On September 30, 2019, ADT Inc., a corporation organized under the laws of the State of Delaware (“ADT”), entered into a share purchase agreement (the “Share Purchase Agreement”) among ADT, ADT Security Holdings Canada Ltd., a corporation organized under the laws of the Province of British Columbia and an indirect, wholly-owned subsidiary of ADT (“Seller”) and Telus Communications Inc., a corporation organized under the federal laws of Canada (“Buyer”).
Pursuant to the Share Purchase Agreement, subject to the terms and conditions more particularly set forth therein, at the closing of the transactions contemplated by the Share Purchase Agreement (the “Closing”), Seller will sell to Buyer, and Buyer will purchase from Seller, all of the issued and outstanding shares in the capital of ADT Security Services Canada, Inc. (the “Company”) (the “Sale”). Subject to the terms and conditions set forth in the Share Purchase Agreement, at the Closing, Buyer will pay CDN$700 million in cash for the Company, on a cash-free, debt-free basis, subject to adjustments for net indebtedness, net working capital, recurring monthly revenue and subscriber count, as more particularly described in the Share Purchase Agreement. ADT expects to incur a non-cash charge in the third quarter in connection with the transaction, which may be material to ADT’s earnings.
In connection with the Share Purchase Agreement, the parties agree to enter into a non-competition and non-solicitation agreement (the “Non-Competition Agreement”) on the Closing. Pursuant to and subject to the terms and conditions more particularly set forth in the Non-Competition Agreement, subject to limited exceptions, ADT and Seller agree not to carry on, be engaged in, have any financial or other interest in, lend money to, guarantee the debts or obligations of or be otherwise involved in the business of the Company in all or any part of Canada, offer employment to, solicit the employment of employees of the Corporation or hire such employees or solicit clients, suppliers or dealers of the Company, in each case, for a period of seven years following the Closing. The Non-Competition Agreement provides an exception to the restrictive covenant not to compete to allow ADT to continue to service cross border customers.

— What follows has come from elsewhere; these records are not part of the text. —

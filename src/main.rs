use crm_api::config::AppConfig;

#[tokio::main]
async fn main() -> anyhow::Result<()> {
    // Load .env if present so cargo run picks up DATABASE_URL and JWT_SECRET
    let _ = dotenvy::dotenv();
    crm_api::init_tracing();

    let config = AppConfig::from_env()?;
    crm_api::app::serve(config).await
}
//! Audit trail recorder.
//!
//! Entries are append-only. Every append takes the caller's connection so it
//! lands in the same transaction as the change it describes.

use sqlx::PgConnection;
use uuid::Uuid;

use crate::database::models::ActivityLogEntry;
use crate::database::DatabaseError;
use crate::types::CompanyStatus;

pub fn creation_description(company_name: &str) -> String {
    format!("Company '{}' created.", company_name)
}

pub fn transition_description(from: CompanyStatus, to: CompanyStatus) -> String {
    format!("Status changed from {} to {}.", from, to)
}

pub fn assignment_description(person: &str, company: &str, role: Option<&str>) -> String {
    match role {
        Some(role) => format!("Person '{}' assigned to '{}' as {}.", person, company, role),
        None => format!("Person '{}' assigned to '{}'.", person, company),
    }
}

pub fn removal_description(person: &str, company: &str) -> String {
    format!("Person '{}' removed from '{}'.", person, company)
}

/// The transition to record, if any: only a requested status that differs
/// from the current one counts.
pub fn status_transition(
    current: CompanyStatus,
    requested: Option<CompanyStatus>,
) -> Option<(CompanyStatus, CompanyStatus)> {
    match requested {
        Some(next) if next != current => Some((current, next)),
        _ => None,
    }
}

pub async fn append(
    conn: &mut PgConnection,
    company_id: Uuid,
    description: &str,
) -> Result<ActivityLogEntry, DatabaseError> {
    let entry = sqlx::query_as::<_, ActivityLogEntry>(
        "INSERT INTO activity_logs (company_id, event_description) VALUES ($1, $2) RETURNING *",
    )
    .bind(company_id)
    .bind(description)
    .fetch_one(conn)
    .await?;

    tracing::debug!(company_id = %company_id, "Activity recorded: {}", description);
    Ok(entry)
}

/// Append a transition entry when the status actually changes.
pub async fn record_if_changed(
    conn: &mut PgConnection,
    company_id: Uuid,
    current: CompanyStatus,
    requested: Option<CompanyStatus>,
) -> Result<Option<ActivityLogEntry>, DatabaseError> {
    match status_transition(current, requested) {
        Some((from, to)) => {
            let entry = append(conn, company_id, &transition_description(from, to)).await?;
            Ok(Some(entry))
        }
        None => Ok(None),
    }
}
use clap::Parser;
use crm_api::cli::Cli;

#[tokio::main]
async fn main() -> anyhow::Result<()> {
    let _ = dotenvy::dotenv();
    crm_api::init_tracing();

    let cli = Cli::parse();

    if let Err(e) = crm_api::cli::run(cli).await {
        match std::env::var("CLI_VERBOSE").as_deref() {
            Ok("true") | Ok("1") => eprintln!("Error: {e:?}"),
            _ => eprintln!("Error: {e}"),
        }
        std::process::exit(1);
    }

    Ok(())
}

The Closing is subject to customary conditions and other business requirements, including, the absence of a material adverse effect on the Company, the receipt of approval under the Competition Act (Canada), the absence of any action, proceeding, order or notice restricting, enjoining or otherwise prohibiting the Closing, the accuracy of representations and warranties and the performance of covenants, subject to certain materiality qualifications.
The Share Purchase Agreement contains representations, warranties and covenants of the parties customary for a transaction of this type, including customary operating restrictions on the conduct of the business of the Company during the period from the execution of the Share Purchase Agreement to the Closing and covenants of the parties to use their commercially reasonable efforts to obtain approval under the Competition Act (Canada). The Share Purchase Agreement contains certain termination rights by either Buyer or Seller, including if the transactions contemplated by the Share Purchase Agreement are not consummated on or prior to
December 31, 2019, which may be extended beyond December 31, 2019 by either Purchaser or Seller by up to two successive periods of 30 days each if Competition Act (Canada) approval has not been obtained by such date.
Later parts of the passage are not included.